Which lines of the material contain the word "bool"? Show each one.

---------- Entries shown

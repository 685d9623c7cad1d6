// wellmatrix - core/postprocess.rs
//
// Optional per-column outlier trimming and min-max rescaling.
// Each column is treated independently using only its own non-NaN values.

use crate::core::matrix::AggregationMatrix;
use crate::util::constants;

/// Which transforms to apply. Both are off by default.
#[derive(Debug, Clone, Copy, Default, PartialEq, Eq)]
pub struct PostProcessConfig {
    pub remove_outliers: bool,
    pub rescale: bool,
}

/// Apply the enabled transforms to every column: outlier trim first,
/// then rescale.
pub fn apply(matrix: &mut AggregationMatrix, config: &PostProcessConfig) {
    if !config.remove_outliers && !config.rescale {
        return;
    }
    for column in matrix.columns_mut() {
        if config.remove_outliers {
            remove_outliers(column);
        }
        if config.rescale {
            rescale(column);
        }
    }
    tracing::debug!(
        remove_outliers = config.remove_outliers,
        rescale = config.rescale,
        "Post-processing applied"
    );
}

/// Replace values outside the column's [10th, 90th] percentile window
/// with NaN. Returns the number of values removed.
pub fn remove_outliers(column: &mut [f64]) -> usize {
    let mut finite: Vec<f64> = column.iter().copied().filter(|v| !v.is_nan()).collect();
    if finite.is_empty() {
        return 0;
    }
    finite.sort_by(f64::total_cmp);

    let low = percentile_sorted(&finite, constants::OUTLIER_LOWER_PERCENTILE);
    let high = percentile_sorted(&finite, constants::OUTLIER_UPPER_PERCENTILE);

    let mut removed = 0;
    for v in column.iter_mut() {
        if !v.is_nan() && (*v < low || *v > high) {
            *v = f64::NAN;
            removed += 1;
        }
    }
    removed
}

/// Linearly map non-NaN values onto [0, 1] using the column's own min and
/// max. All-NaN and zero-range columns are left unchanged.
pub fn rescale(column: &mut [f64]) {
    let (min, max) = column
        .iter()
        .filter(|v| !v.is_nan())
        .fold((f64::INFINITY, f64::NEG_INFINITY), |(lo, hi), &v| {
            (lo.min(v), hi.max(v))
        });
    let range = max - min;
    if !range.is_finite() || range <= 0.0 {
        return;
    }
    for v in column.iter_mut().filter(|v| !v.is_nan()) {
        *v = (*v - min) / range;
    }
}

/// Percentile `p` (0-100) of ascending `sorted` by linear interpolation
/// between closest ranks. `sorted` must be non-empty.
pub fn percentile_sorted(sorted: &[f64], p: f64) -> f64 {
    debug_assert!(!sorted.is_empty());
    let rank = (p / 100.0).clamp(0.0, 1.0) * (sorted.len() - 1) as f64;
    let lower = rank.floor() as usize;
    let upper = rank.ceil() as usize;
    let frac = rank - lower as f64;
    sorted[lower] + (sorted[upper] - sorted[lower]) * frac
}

--------------------
---------- Entries shown

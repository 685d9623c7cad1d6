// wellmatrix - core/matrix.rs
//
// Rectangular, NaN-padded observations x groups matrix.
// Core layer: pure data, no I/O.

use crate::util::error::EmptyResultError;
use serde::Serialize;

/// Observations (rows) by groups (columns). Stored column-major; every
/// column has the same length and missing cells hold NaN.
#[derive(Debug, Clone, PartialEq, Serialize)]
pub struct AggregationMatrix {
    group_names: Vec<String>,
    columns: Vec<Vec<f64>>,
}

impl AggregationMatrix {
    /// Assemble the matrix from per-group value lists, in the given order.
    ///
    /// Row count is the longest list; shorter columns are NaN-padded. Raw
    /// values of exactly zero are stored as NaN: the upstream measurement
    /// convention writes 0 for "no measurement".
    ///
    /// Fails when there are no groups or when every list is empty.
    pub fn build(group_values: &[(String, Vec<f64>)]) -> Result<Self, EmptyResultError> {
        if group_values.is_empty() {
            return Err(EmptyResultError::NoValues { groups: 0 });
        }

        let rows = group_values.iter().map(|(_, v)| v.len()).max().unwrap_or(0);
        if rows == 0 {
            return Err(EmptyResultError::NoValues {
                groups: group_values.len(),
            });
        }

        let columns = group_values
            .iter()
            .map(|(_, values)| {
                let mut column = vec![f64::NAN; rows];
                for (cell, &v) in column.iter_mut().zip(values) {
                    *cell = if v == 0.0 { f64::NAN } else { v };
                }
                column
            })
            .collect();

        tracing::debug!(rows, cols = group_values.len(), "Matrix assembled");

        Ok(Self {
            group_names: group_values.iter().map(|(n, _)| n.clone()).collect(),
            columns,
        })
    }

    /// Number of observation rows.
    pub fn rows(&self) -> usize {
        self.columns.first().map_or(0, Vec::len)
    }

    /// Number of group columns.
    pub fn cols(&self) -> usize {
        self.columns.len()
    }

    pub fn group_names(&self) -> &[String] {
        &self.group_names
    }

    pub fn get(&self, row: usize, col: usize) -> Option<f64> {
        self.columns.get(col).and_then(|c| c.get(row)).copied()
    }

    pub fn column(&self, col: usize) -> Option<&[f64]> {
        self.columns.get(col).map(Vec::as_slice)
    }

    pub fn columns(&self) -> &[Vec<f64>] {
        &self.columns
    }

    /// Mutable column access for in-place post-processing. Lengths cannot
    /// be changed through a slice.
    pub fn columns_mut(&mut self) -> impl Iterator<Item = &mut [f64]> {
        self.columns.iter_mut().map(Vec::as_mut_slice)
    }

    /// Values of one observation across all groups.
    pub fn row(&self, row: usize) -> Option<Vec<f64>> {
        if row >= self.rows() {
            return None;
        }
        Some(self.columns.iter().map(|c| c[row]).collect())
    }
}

--------------------

→ Answer to this problem:
    pub remove_outliers: bool,
    pub rescale: bool,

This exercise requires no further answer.